TASK DETAILS: In the records below, find the lines that include "Timeout" and copy each.

Dataset entries
= = = =

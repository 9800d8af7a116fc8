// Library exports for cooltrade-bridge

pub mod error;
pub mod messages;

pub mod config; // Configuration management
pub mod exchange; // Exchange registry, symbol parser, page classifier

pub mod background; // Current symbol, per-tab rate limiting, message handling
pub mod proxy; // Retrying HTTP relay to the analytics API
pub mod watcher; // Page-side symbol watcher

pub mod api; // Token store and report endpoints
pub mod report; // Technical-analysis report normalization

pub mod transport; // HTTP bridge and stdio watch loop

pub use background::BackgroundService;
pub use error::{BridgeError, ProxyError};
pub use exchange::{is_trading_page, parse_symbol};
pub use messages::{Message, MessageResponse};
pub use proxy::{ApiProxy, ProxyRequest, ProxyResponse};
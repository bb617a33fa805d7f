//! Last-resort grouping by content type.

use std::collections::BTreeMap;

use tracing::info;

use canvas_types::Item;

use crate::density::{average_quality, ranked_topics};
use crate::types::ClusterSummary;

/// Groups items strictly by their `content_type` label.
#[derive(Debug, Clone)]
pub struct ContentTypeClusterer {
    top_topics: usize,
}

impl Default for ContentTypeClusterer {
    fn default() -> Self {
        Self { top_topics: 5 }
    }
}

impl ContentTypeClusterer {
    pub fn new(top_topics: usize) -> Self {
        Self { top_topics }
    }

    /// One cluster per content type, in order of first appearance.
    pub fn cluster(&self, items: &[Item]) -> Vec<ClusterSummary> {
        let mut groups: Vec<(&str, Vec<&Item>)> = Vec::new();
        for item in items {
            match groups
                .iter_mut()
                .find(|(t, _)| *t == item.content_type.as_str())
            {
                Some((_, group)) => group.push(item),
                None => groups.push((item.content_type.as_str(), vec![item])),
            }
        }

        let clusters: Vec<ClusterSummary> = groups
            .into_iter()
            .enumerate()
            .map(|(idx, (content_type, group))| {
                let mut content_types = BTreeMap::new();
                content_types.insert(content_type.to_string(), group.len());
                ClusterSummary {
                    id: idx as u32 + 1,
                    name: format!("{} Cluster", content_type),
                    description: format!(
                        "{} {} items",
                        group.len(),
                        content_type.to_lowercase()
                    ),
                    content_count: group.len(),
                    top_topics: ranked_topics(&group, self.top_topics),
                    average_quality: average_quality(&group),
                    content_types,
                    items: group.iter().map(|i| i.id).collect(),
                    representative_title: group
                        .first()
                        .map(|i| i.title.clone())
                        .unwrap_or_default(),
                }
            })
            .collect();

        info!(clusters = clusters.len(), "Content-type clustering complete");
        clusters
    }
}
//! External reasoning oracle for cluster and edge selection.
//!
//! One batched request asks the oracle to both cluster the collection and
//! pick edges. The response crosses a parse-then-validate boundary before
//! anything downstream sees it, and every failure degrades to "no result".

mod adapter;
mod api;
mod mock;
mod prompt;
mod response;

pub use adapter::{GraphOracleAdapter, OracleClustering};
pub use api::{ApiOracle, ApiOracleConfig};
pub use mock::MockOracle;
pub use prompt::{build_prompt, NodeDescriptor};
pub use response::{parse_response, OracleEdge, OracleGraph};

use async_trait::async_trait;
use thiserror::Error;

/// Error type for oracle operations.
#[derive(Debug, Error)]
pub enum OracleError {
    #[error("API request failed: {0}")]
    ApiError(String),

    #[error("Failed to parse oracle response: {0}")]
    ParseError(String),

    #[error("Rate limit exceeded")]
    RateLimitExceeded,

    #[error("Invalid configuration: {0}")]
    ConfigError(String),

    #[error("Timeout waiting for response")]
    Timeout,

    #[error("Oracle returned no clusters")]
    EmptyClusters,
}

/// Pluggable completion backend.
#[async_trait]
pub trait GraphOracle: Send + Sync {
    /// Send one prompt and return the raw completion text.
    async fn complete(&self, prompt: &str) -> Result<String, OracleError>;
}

= = = =

RESPONSE AREA:
    #[error("Timeout waiting for response")]
    Timeout,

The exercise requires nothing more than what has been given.